- Problem statement:
Please copy out each line of the entries in which "ProjectDirs" appears.

[Collected data]
:::::

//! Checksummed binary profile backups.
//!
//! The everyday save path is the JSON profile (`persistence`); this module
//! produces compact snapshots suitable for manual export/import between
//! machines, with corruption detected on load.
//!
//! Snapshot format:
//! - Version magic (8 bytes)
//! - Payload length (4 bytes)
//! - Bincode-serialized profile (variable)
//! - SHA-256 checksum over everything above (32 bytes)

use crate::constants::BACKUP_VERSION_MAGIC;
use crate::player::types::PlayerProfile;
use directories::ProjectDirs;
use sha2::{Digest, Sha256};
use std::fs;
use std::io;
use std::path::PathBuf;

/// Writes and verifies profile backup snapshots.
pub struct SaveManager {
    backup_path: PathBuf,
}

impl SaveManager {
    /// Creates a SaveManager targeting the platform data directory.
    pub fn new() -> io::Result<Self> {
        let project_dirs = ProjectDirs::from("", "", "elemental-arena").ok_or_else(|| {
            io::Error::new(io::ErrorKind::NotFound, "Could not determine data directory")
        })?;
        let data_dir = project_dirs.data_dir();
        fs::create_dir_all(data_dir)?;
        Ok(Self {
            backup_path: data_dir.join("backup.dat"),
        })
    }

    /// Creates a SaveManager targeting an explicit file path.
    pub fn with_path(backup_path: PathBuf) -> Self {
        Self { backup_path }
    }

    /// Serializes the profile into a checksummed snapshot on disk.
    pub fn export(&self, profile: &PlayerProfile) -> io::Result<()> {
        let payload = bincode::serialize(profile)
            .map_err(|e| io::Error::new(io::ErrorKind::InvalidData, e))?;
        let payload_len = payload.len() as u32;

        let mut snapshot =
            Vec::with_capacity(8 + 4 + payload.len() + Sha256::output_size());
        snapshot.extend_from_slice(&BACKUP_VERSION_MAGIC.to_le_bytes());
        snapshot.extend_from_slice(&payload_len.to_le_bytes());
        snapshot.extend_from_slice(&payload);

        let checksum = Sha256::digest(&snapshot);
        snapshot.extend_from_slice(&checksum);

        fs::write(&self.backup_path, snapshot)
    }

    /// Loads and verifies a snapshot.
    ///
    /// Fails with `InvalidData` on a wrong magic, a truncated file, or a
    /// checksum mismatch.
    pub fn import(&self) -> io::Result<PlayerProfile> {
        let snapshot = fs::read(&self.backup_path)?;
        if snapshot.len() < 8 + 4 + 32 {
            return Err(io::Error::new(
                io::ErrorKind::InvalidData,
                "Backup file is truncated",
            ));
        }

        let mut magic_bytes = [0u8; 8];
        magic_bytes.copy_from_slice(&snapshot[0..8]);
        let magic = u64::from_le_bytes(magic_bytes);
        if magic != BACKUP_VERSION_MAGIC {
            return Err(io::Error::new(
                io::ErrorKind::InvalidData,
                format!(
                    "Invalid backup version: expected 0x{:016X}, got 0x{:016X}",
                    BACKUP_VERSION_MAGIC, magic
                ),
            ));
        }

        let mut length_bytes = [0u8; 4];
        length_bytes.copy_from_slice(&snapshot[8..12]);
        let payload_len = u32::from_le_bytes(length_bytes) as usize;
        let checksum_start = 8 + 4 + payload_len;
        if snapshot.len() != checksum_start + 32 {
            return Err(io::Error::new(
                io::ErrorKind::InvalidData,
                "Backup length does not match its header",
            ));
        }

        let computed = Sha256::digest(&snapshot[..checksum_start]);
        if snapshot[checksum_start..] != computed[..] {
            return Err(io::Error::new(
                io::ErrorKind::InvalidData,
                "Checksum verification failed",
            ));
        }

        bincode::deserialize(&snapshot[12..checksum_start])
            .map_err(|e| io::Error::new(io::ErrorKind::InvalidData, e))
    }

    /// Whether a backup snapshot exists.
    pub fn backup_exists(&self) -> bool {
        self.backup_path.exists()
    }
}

:::::

- Solution to the problem:
use directories::ProjectDirs;
        let project_dirs = ProjectDirs::from("", "", "elemental-arena").ok_or_else(|| {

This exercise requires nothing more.